Hochwässer anno dazumal

  • Das gerade erst glücklicherweise -wenigstens bei uns in OÖ.- doch nicht stattgefundene Hochwasser hat mich ermuntert, meine Erinnerungen an die Hochwässer meiner Kindheit und Jugend hervorzukramen.

    Das erste Hochwasser an welches ich mich noch bewusst erinnere, war gleich eines der allergrößten der letzten Jahrhunderte, das Hochwasser von 1954. Nach fast 14 Tagen Regen von Ende Juni bis fast Mitte Juli stand die Hochwassermarke in Linz auf 9,62 m, bei ca. 6 m verlässt die Donau ihr Bett, 2002 waren es nur 8,20 m , allerdings im Jahr 1501 war das Wasser sogar noch um ca. 1m höher als 1954. Mir damals siebenjährigem Bub sind noch die vielen „Hochwasserschauer“ in Erinnerung, zu denen aber auch wir gehörten. Jeden Tag traf man sich am „neuen Ufer“ der nun kilometerbreiten Donau und schaute. Einmal entdeckten die Leute dann einen weit draußen schwimmenden, völlig erschöpften Hirsch und zwei, drei wagemutige Männer ruderten mit der Zille hinaus, zogen ihn hinein und landeten ihn. Mehrere Männer hielten ihn an Geweih und Körper fest und schleppten ihn so kurzerhand zu einer Scheune am Hof meines Großvaters, wo schon ein zweiter Leidensgenosse eingesperrt war. Ein paarmal durfte ich durch das ganz leicht geöffnete Tor durchblicken und im letzten Eck sah ich sie dann. Irgendwie habe ich den gehetzten, angsterfüllten Blick ihrer Augen auch heute noch in Erinnerung und trotzdem, es war ihre Rettung vor dem Ertrinken. Ja und auch bei unserem „Hausbachl“ habe ich fix in Erinnerung, dass da tagsüber einmal ein Hirsch über den Bach gesprungen ist. Es gab damals einen großen Bestand an Hochwild hier im Augebiet und ein ganz großer Teil ging bei dieser Katastrophe zugrunde, wie auch viele der anderen Wildtiere.

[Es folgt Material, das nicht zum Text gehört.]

//! JSON envelope codec.
//!
//! An [`Envelope`] is what leaves the device or lands in the local cache:
//! a base64 IV and a base64 ciphertext of the UTF-8 JSON plaintext, tagged
//! with a format version and algorithm.
//!
//! ## Wire format
//!
//! ```json
//! { "v": 1, "alg": "aes-256-gcm", "ivBase64": "...", "ciphertextBase64": "..." }
//! ```
//!
//! Envelopes written by earlier app versions have only `ivBase64` and
//! `ciphertextBase64`. They parse as version 0 with `alg` defaulting to
//! `aes-256-cbc`.
//!
//! ## Known weakness
//!
//! AES-256-CBC has no integrity tag. A flipped ciphertext byte usually breaks
//! the padding or the JSON and surfaces as [`CryptoError::Decryption`], but a
//! flip can also decode to different valid JSON without detection. Use
//! AES-256-GCM for anything new.

use base64::engine::general_purpose::STANDARD;
use base64::Engine as _;
use serde::de::DeserializeOwned;
use serde::{Deserialize, Serialize};

use crate::cipher::{self, CBC_IV_LEN, GCM_NONCE_LEN};
use crate::entropy::{random_array, EntropySource, OsEntropy};
use crate::error::{CryptoError, Result};
use crate::key::DeviceKey;

/// Version written by this build.
pub const ENVELOPE_VERSION: u16 = 1;

/// Version assigned to untagged envelopes.
pub const LEGACY_VERSION: u16 = 0;

/// Cipher used for an envelope.
#[derive(Debug, Clone, Copy, PartialEq, Eq, Hash, Default, Serialize, Deserialize)]
pub enum EnvelopeAlgorithm {
    /// AES-256-CBC, PKCS#7 padding, 16-byte IV. Not authenticated.
    #[default]
    #[serde(rename = "aes-256-cbc")]
    Aes256Cbc,
    /// AES-256-GCM, 12-byte nonce, 16-byte tag.
    #[serde(rename = "aes-256-gcm")]
    Aes256Gcm,
}

impl EnvelopeAlgorithm {
    /// Wire name of the algorithm.
    pub const fn as_str(&self) -> &'static str {
        match self {
            EnvelopeAlgorithm::Aes256Cbc => "aes-256-cbc",
            EnvelopeAlgorithm::Aes256Gcm => "aes-256-gcm",
        }
    }

    /// IV / nonce length for this algorithm.
    pub const fn iv_len(&self) -> usize {
        match self {
            EnvelopeAlgorithm::Aes256Cbc => CBC_IV_LEN,
            EnvelopeAlgorithm::Aes256Gcm => GCM_NONCE_LEN,
        }
    }

    /// Whether tampering is always detected.
    pub const fn is_authenticated(&self) -> bool {
        matches!(self, EnvelopeAlgorithm::Aes256Gcm)
    }
}

impl std::fmt::Display for EnvelopeAlgorithm {
    fn fmt(&self, f: &mut std::fmt::Formatter<'_>) -> std::fmt::Result {
        f.write_str(self.as_str())
    }
}

impl std::str::FromStr for EnvelopeAlgorithm {
    type Err = CryptoError;

    fn from_str(s: &str) -> Result<Self> {
        match s.trim().to_ascii_lowercase().as_str() {
            "aes-256-cbc" => Ok(EnvelopeAlgorithm::Aes256Cbc),
            "aes-256-gcm" => Ok(EnvelopeAlgorithm::Aes256Gcm),
            other => Err(CryptoError::Encoding(format!(
                "unknown envelope algorithm: {}",
                other
            ))),
        }
    }
}

fn legacy_version() -> u16 {
    LEGACY_VERSION
}

/// An encrypted JSON payload.
#[derive(Debug, Clone, PartialEq, Eq, Serialize, Deserialize)]
pub struct Envelope {
    /// Format version. Missing on legacy envelopes.
    #[serde(rename = "v", default = "legacy_version")]
    pub version: u16,

    /// Cipher used. Missing on legacy envelopes, which are always CBC.
    #[serde(default)]
    pub alg: EnvelopeAlgorithm,

    /// Base64 IV (CBC) or nonce (GCM), fresh per encryption.
    #[serde(rename = "ivBase64")]
    pub iv_base64: String,

    /// Base64 ciphertext of the UTF-8 JSON plaintext.
    #[serde(rename = "ciphertextBase64")]
    pub ciphertext_base64: String,
}

impl Envelope {
    /// Seal a value under `key` using the OS random source.
    pub fn seal<T: Serialize + ?Sized>(
        value: &T,
        key: &DeviceKey,
        alg: EnvelopeAlgorithm,
    ) -> Result<Self> {
        Self::seal_with(value, key, alg, &OsEntropy)
    }

    /// Seal a value under `key`, drawing the IV from `entropy`.
    ///
    /// JSON serialization happens first so that a value that cannot be
    /// encoded never consumes entropy or touches the cipher.
    pub fn seal_with<T: Serialize + ?Sized>(
        value: &T,
        key: &DeviceKey,
        alg: EnvelopeAlgorithm,
        entropy: &dyn EntropySource,
    ) -> Result<Self> {
        let plaintext =
            serde_json::to_vec(value).map_err(|e| CryptoError::Encoding(e.to_string()))?;

        let (iv, ciphertext) = match alg {
            EnvelopeAlgorithm::Aes256Cbc => {
                let iv: [u8; CBC_IV_LEN] = random_array(entropy)?;
                let ct = cipher::cbc_encrypt(key, &iv, &plaintext)?;
                (iv.to_vec(), ct)
            }
            EnvelopeAlgorithm::Aes256Gcm => {
                let nonce: [u8; GCM_NONCE_LEN] = random_array(entropy)?;
                let ct = cipher::gcm_encrypt(key, &nonce, &plaintext)?;
                (nonce.to_vec(), ct)
            }
        };

        Ok(Self {
            version: ENVELOPE_VERSION,
            alg,
            iv_base64: STANDARD.encode(iv),
            ciphertext_base64: STANDARD.encode(ciphertext),
        })
    }

    /// Open the envelope and parse the plaintext as `T`.
    ///
    /// Every failure after the version check is reported as
    /// [`CryptoError::Decryption`].
    pub fn open<T: DeserializeOwned>(&self, key: &DeviceKey) -> Result<T> {
        let plaintext = self.open_bytes(key)?;
        let text = std::str::from_utf8(&plaintext).map_err(|_| CryptoError::Decryption)?;
        serde_json::from_str(text).map_err(|_| CryptoError::Decryption)
    }

    /// Open the envelope and return the raw plaintext bytes.
    pub fn open_bytes(&self, key: &DeviceKey) -> Result<Vec<u8>> {
        if self.version > ENVELOPE_VERSION {
            return Err(CryptoError::UnsupportedVersion(self.version));
        }

        let iv = STANDARD
            .decode(&self.iv_base64)
            .map_err(|_| CryptoError::Decryption)?;
        let ciphertext = STANDARD
            .decode(&self.ciphertext_base64)
            .map_err(|_| CryptoError::Decryption)?;

        if iv.len() != self.alg.iv_len() {
            return Err(CryptoError::Decryption);
        }

        match self.alg {
            EnvelopeAlgorithm::Aes256Cbc => cipher::cbc_decrypt(key, &iv, &ciphertext),
            EnvelopeAlgorithm::Aes256Gcm => cipher::gcm_decrypt(key, &iv, &ciphertext),
        }
    }

    /// Whether this envelope predates version tagging.
    pub fn is_legacy(&self) -> bool {
        self.version == LEGACY_VERSION
    }

    /// Serialize to the JSON wire form.
    pub fn to_json(&self) -> Result<String> {
        serde_json::to_string(self).map_err(|e| CryptoError::Encoding(e.to_string()))
    }

    /// Parse from the JSON wire form.
    ///
    /// A malformed wire object is treated as a corrupted envelope.
    pub fn from_json(s: &str) -> Result<Self> {
        serde_json::from_str(s).map_err(|_| CryptoError::Decryption)
    }
}

/// Encrypt a JSON-serializable value under a hex key.
pub fn encrypt<T: Serialize + ?Sized>(
    value: &T,
    key_hex: &str,
    alg: EnvelopeAlgorithm,
) -> Result<Envelope> {
    let key = DeviceKey::from_hex(key_hex)?;
    Envelope::seal(value, &key, alg)
}

/// Decrypt an envelope under a hex key into a JSON value.
pub fn decrypt(envelope: &Envelope, key_hex: &str) -> Result<serde_json::Value> {
    decrypt_value(envelope, key_hex)
}

/// Decrypt an envelope under a hex key into a typed value.
///
/// A payload that is valid JSON but not a `T` is a decryption failure.
pub fn decrypt_value<T: DeserializeOwned>(envelope: &Envelope, key_hex: &str) -> Result<T> {
    let key = DeviceKey::from_hex(key_hex)?;
    envelope.open(&key)
}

Natürlich haben auch unheimlich viele Fische nicht überlebt.

    Wirklich bewusst erlebt habe ich aber erst die Hochwässer der Sechziger und der nachfolgenden Jahrzehnte.

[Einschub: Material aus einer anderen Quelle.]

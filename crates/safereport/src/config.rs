//! Session configuration.
//!
//! The passphrase and key id are supplied here, either directly or from the
//! environment at deploy time. Nothing secret is compiled in.

use std::fmt;

use safereport_core::{EnvelopeAlgorithm, KdfParams};
use safereport_store::DEFAULT_KEY_ID;
use zeroize::Zeroizing;

use crate::error::{Result, SessionError};

/// Environment variable naming the device key storage id.
pub const ENV_KEY_ID: &str = "SAFEREPORT_KEY_ID";

/// Environment variable selecting the envelope algorithm for new payloads.
pub const ENV_ENVELOPE_ALG: &str = "SAFEREPORT_ENVELOPE_ALG";

/// Environment variable carrying the local-data passphrase.
pub const ENV_PASSPHRASE: &str = "SAFEREPORT_PASSPHRASE";

/// Passphrase codec settings.
#[derive(Clone)]
pub struct PassphraseConfig {
    /// The passphrase. Never logged, wiped on drop.
    pub passphrase: Zeroizing<String>,
    /// Argon2id cost for new ciphertexts.
    pub kdf: KdfParams,
}

impl PassphraseConfig {
    /// Passphrase with default KDF cost.
    pub fn new(passphrase: impl Into<String>) -> Self {
        Self {
            passphrase: Zeroizing::new(passphrase.into()),
            kdf: KdfParams::default(),
        }
    }

    /// Override the KDF cost.
    pub fn with_kdf(mut self, kdf: KdfParams) -> Self {
        self.kdf = kdf;
        self
    }
}

impl fmt::Debug for PassphraseConfig {
    fn fmt(&self, f: &mut fmt::Formatter<'_>) -> fmt::Result {
        f.debug_struct("PassphraseConfig")
            .field("passphrase", &"<redacted>")
            .field("kdf", &self.kdf)
            .finish()
    }
}

/// Configuration for a [`CryptoSession`](crate::CryptoSession).
#[derive(Debug, Clone)]
pub struct SessionConfig {
    /// Secure storage id of the device key.
    pub key_id: String,
    /// Algorithm for newly sealed envelopes.
    pub algorithm: EnvelopeAlgorithm,
    /// Passphrase codec settings, if local passphrase sealing is used.
    pub passphrase: Option<PassphraseConfig>,
}

impl Default for SessionConfig {
    fn default() -> Self {
        Self {
            key_id: DEFAULT_KEY_ID.to_string(),
            algorithm: EnvelopeAlgorithm::Aes256Gcm,
            passphrase: None,
        }
    }
}

impl SessionConfig {
    /// Load from the process environment, falling back to defaults.
    pub fn from_env() -> Result<Self> {
        Self::from_lookup(|name| std::env::var(name).ok())
    }

    /// Load using `lookup` to resolve variable names.
    pub fn from_lookup<F>(lookup: F) -> Result<Self>
    where
        F: Fn(&str) -> Option<String>,
    {
        let mut config = Self::default();

        if let Some(key_id) = lookup(ENV_KEY_ID) {
            let key_id = key_id.trim();
            if key_id.is_empty() {
                return Err(SessionError::Config(format!("{} is empty", ENV_KEY_ID)));
            }
            config.key_id = key_id.to_string();
        }

        if let Some(alg) = lookup(ENV_ENVELOPE_ALG) {
            config.algorithm = alg.parse().map_err(|_| {
                SessionError::Config(format!("{}: unknown algorithm {:?}", ENV_ENVELOPE_ALG, alg))
            })?;
        }

        if let Some(passphrase) = lookup(ENV_PASSPHRASE) {
            if passphrase.is_empty() {
                return Err(SessionError::Config(format!("{} is empty", ENV_PASSPHRASE)));
            }
            config.passphrase = Some(PassphraseConfig::new(passphrase));
        }

        Ok(config)
    }

    /// Set the passphrase codec settings.
    pub fn with_passphrase(mut self, passphrase: PassphraseConfig) -> Self {
        self.passphrase = Some(passphrase);
        self
    }

    /// Set the algorithm for new envelopes.
    pub fn with_algorithm(mut self, algorithm: EnvelopeAlgorithm) -> Self {
        self.algorithm = algorithm;
        self
    }
}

    Irgendwie habe ich da im Gedächtnis, dass es fast jedes Jahr ein kleineres oder größeres Wasser gab, manchmal sogar zwei, wobei ein Winterhochwasser für die „Kronauer“- die so genannten Bewohner der Ortschaft Kronau bei Enns -, das noch weitaus unangenehmere war. Sie waren aber auf alles vorbereitet und gerüstet, zogen in den ersten Stock um - die Gehöfte waren alle mit Oberstock - teilweise wurde sogar das Vieh aufgetrieben oder mit Hilfe der tatkräftigen Feuerwehr in großen Zillen ausgeführt. Heute gibt es die Kronau nicht mehr, nach dem großen Hochwasser 2013 wurden alle Bewohner ausgesiedelt und die Häuser abgebrochen. Recht leer ist es hier geworden und für mich schwingt da schon eine gewisse Melancholie und Traurigkeit mit.

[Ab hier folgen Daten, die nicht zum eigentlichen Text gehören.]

//! SQLite implementation of the storage traits.
//!
//! The sealed record cache. It also implements [`SecureStorage`], but those
//! values sit in plaintext rows guarded only by file permissions, so it
//! holds secrets for tooling and tests, not production device keys. Uses
//! rusqlite with bundled SQLite, wrapped in async via tokio::spawn_blocking.

use std::path::Path;
use std::sync::{Arc, Mutex};
use std::time::Duration;

use async_trait::async_trait;
use rusqlite::{params, Connection, OptionalExtension};
use safereport_core::{Envelope, EnvelopeAlgorithm};

use crate::error::{Result, StoreError};
use crate::migration;
use crate::traits::{now_millis, AccessPolicy, RecordStore, SealedRecord, SecureStorage};

const BUSY_TIMEOUT: Duration = Duration::from_secs(5);

/// SQLite-based store implementation.
///
/// Thread-safe via internal Mutex. All operations use spawn_blocking
/// to avoid blocking the async runtime.
pub struct SqliteStorage {
    conn: Arc<Mutex<Connection>>,
}

impl SqliteStorage {
    /// Open a SQLite database at the given path.
    ///
    /// Creates the file and runs migrations if it doesn't exist.
    pub fn open(path: impl AsRef<Path>) -> Result<Self> {
        let mut conn = Connection::open(path)?;
        // Other processes may hold the file; wait for their writes instead of failing.
        conn.busy_timeout(BUSY_TIMEOUT)?;
        migration::migrate(&mut conn)?;
        Ok(Self {
            conn: Arc::new(Mutex::new(conn)),
        })
    }

    /// Open an in-memory SQLite database.
    ///
    /// Useful for testing.
    pub fn open_memory() -> Result<Self> {
        let mut conn = Connection::open_in_memory()?;
        migration::migrate(&mut conn)?;
        Ok(Self {
            conn: Arc::new(Mutex::new(conn)),
        })
    }

    /// Access policy recorded for `id`, if present.
    pub async fn policy(&self, id: &str) -> Result<Option<AccessPolicy>> {
        let id = id.to_string();
        self.with_conn(move |conn| {
            let raw: Option<u8> = conn
                .query_row(
                    "SELECT policy FROM secure_items WHERE id = ?1",
                    params![id],
                    |row| row.get(0),
                )
                .optional()?;
            raw.map(|v| {
                AccessPolicy::from_u8(v)
                    .ok_or_else(|| StoreError::InvalidData(format!("unknown access policy {}", v)))
            })
            .transpose()
        })
        .await
    }

    /// Run a blocking operation on the connection off the async runtime.
    async fn with_conn<F, T>(&self, f: F) -> Result<T>
    where
        F: FnOnce(&mut Connection) -> Result<T> + Send + 'static,
        T: Send + 'static,
    {
        let conn = self.conn.clone();
        tokio::task::spawn_blocking(move || {
            let mut conn = conn.lock().map_err(|e| {
                StoreError::Database(rusqlite::Error::SqliteFailure(
                    rusqlite::ffi::Error::new(rusqlite::ffi::SQLITE_LOCKED),
                    Some(format!("mutex poisoned: {}", e)),
                ))
            })?;
            f(&mut conn)
        })
        .await
        .map_err(StoreError::join)?
    }
}

/// record_id, version, alg, iv_base64, ciphertext_base64, created_at
type RecordRow = (String, u16, String, String, String, i64);

fn row_to_record(row: &rusqlite::Row<'_>) -> rusqlite::Result<RecordRow> {
    Ok((
        row.get("record_id")?,
        row.get("version")?,
        row.get("alg")?,
        row.get("iv_base64")?,
        row.get("ciphertext_base64")?,
        row.get("created_at")?,
    ))
}

#[async_trait]
impl SecureStorage for SqliteStorage {
    async fn get(&self, id: &str) -> Result<Option<String>> {
        let id = id.to_string();
        self.with_conn(move |conn| {
            conn.query_row(
                "SELECT value FROM secure_items WHERE id = ?1",
                params![id],
                |row| row.get(0),
            )
            .optional()
            .map_err(StoreError::from)
        })
        .await
    }

    async fn set(&self, id: &str, value: &str, policy: AccessPolicy) -> Result<()> {
        let id = id.to_string();
        let value = value.to_string();
        self.with_conn(move |conn| {
            let now = now_millis();
            conn.execute(
                "INSERT INTO secure_items (id, value, policy, created_at, updated_at)
                 VALUES (?1, ?2, ?3, ?4, ?4)
                 ON CONFLICT(id) DO UPDATE SET
                    value = excluded.value,
                    policy = excluded.policy,
                    updated_at = excluded.updated_at",
                params![id, value, policy.to_u8(), now],
            )?;
            Ok(())
        })
        .await
    }

    async fn delete(&self, id: &str) -> Result<bool> {
        let id = id.to_string();
        self.with_conn(move |conn| {
            let removed = conn.execute("DELETE FROM secure_items WHERE id = ?1", params![id])?;
            Ok(removed > 0)
        })
        .await
    }

    async fn insert_if_absent(
        &self,
        id: &str,
        value: &str,
        policy: AccessPolicy,
    ) -> Result<String> {
        let id = id.to_string();
        let value = value.to_string();
        self.with_conn(move |conn| {
            let tx = conn.transaction()?;
            let now = now_millis();
            tx.execute(
                "INSERT OR IGNORE INTO secure_items (id, value, policy, created_at, updated_at)
                 VALUES (?1, ?2, ?3, ?4, ?4)",
                params![id, value, policy.to_u8(), now],
            )?;
            let stored: String = tx.query_row(
                "SELECT value FROM secure_items WHERE id = ?1",
                params![id],
                |row| row.get(0),
            )?;
            tx.commit()?;
            Ok(stored)
        })
        .await
    }
}

#[async_trait]
impl RecordStore for SqliteStorage {
    async fn put_record(&self, record_id: &str, envelope: &Envelope) -> Result<()> {
        let record_id = record_id.to_string();
        let envelope = envelope.clone();
        self.with_conn(move |conn| {
            conn.execute(
                "INSERT OR REPLACE INTO sealed_records
                    (record_id, version, alg, iv_base64, ciphertext_base64, created_at)
                 VALUES (?1, ?2, ?3, ?4, ?5, ?6)",
                params![
                    record_id,
                    envelope.version,
                    envelope.alg.as_str(),
                    envelope.iv_base64,
                    envelope.ciphertext_base64,
                    now_millis(),
                ],
            )?;
            Ok(())
        })
        .await
    }

    async fn get_record(&self, record_id: &str) -> Result<Option<SealedRecord>> {
        let record_id = record_id.to_string();
        self.with_conn(move |conn| {
            let row = conn
                .query_row(
                    "SELECT record_id, version, alg, iv_base64, ciphertext_base64, created_at
                     FROM sealed_records WHERE record_id = ?1",
                    params![record_id],
                    row_to_record,
                )
                .optional()?;

            let Some((record_id, version, alg, iv_base64, ciphertext_base64, created_at)) = row
            else {
                return Ok(None);
            };

            let alg: EnvelopeAlgorithm = alg
                .parse()
                .map_err(|_| StoreError::InvalidData(format!("unknown algorithm {}", alg)))?;

            Ok(Some(SealedRecord {
                record_id,
                envelope: Envelope {
                    version,
                    alg,
                    iv_base64,
                    ciphertext_base64,
                },
                created_at,
            }))
        })
        .await
    }

    async fn delete_record(&self, record_id: &str) -> Result<bool> {
        let record_id = record_id.to_string();
        self.with_conn(move |conn| {
            let removed = conn.execute(
                "DELETE FROM sealed_records WHERE record_id = ?1",
                params![record_id],
            )?;
            Ok(removed > 0)
        })
        .await
    }

    async fn list_records(&self) -> Result<Vec<String>> {
        self.with_conn(|conn| {
            let mut stmt = conn.prepare(
                "SELECT record_id FROM sealed_records ORDER BY created_at ASC, record_id ASC",
            )?;
            let ids = stmt
                .query_map([], |row| row.get(0))?
                .collect::<std::result::Result<Vec<String>, _>>()?;
            Ok(ids)
        })
        .await
    }
}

    Ja und damals wir Fischer? Unsere hohe Zeit begann, wenn das Wasser schon wieder gesunken war und man die Fische bei den Ausgängen der Lacken und Altarme mit der Taubel nur „abpassen“ musste. Jede Menge Fische ertaubelte man auch am Rand der nun wieder in ihrem Bett fließenden, noch sehr hohen Donau. Die ermatteten Fische stellten sich an den ruhigen Rand und dies taten besonders auch empfindlichere Edelfische wie Hechte oder aus den Bächen ausgeschwemmte Forellen.

    Auch die Angler kamen auf ihre Rechnung, wenn das Wasser in den stehenden Altarmen und Lacken wieder klar war, denn viele Fische waren hier nun drinnen. Nicht immer die passenden, denn Näslinge, Barben, usw. waren eigentlich auf Dauer hier nicht lebensfähig. Ich erinnere mich da an einen großen Schwarm Lauberl, die im Sommer in einer großen Lacke an der Oberfläche in der Mittagshitze verzweifelt notatmeten und doch lange hier überlebten. In dieser abgeschotteten Lacke fing ich auch einmal tagsüber in der Sommerhitze auf Wurm einen respektablen Aal, sicher einen Rückbleiber.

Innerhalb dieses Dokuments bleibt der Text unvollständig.